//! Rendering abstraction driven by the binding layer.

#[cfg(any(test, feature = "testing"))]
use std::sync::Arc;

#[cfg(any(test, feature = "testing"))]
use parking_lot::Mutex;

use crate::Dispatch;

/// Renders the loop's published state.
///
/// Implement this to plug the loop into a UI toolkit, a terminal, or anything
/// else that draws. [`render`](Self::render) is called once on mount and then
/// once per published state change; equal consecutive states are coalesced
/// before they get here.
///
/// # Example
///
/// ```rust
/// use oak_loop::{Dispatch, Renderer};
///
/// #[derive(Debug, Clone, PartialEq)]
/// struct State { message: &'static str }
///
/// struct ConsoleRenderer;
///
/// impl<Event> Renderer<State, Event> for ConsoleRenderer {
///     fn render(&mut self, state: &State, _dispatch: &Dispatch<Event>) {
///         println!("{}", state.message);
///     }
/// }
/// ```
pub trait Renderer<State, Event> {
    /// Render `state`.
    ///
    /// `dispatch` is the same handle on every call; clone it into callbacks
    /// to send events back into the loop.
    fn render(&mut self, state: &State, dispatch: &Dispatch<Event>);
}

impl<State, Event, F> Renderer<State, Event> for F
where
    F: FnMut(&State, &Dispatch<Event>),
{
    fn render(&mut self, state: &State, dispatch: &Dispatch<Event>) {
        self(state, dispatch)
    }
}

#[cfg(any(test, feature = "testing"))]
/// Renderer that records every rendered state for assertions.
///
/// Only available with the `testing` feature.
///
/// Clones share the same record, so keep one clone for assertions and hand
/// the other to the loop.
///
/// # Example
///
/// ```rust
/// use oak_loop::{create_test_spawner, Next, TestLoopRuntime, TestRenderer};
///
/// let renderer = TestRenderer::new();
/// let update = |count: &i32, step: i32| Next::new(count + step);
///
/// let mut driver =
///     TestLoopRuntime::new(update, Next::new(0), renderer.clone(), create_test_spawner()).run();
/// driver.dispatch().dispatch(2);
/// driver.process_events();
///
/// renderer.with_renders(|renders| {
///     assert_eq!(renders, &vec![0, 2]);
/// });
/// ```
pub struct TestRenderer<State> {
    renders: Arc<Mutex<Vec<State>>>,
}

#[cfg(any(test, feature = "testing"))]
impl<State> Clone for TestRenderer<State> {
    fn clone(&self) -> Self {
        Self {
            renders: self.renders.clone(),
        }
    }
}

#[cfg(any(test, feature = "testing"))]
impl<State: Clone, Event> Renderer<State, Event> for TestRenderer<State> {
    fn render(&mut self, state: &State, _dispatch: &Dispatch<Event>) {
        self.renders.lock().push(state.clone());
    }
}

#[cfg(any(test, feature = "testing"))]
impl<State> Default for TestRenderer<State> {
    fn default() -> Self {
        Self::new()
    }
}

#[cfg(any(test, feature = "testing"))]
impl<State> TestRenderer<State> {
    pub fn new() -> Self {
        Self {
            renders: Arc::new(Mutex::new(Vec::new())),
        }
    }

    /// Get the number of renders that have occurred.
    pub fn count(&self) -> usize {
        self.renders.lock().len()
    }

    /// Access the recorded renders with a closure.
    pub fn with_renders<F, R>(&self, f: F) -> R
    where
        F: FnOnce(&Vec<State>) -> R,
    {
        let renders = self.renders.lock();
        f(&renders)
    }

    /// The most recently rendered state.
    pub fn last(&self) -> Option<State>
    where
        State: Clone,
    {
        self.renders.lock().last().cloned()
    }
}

» Description of the task
From the line holding "self.renders.lock().push(state.clone());" to the final line of the data, repeat every line exactly. Leave out all the rest.

» Result of this task
        self.renders.lock().push(state.clone());
    }
}

#[cfg(any(test, feature = "testing"))]
impl<State> Default for TestRenderer<State> {
    fn default() -> Self {
        Self::new()
    }
}

#[cfg(any(test, feature = "testing"))]
impl<State> TestRenderer<State> {
    pub fn new() -> Self {
        Self {
            renders: Arc::new(Mutex::new(Vec::new())),
        }
    }

    /// Get the number of renders that have occurred.
    pub fn count(&self) -> usize {
        self.renders.lock().len()
    }

    /// Access the recorded renders with a closure.
    pub fn with_renders<F, R>(&self, f: F) -> R
    where
        F: FnOnce(&Vec<State>) -> R,
    {
        let renders = self.renders.lock();
        f(&renders)
    }

    /// The most recently rendered state.
    pub fn last(&self) -> Option<State>
    where
        State: Clone,
    {
        self.renders.lock().last().cloned()
    }
}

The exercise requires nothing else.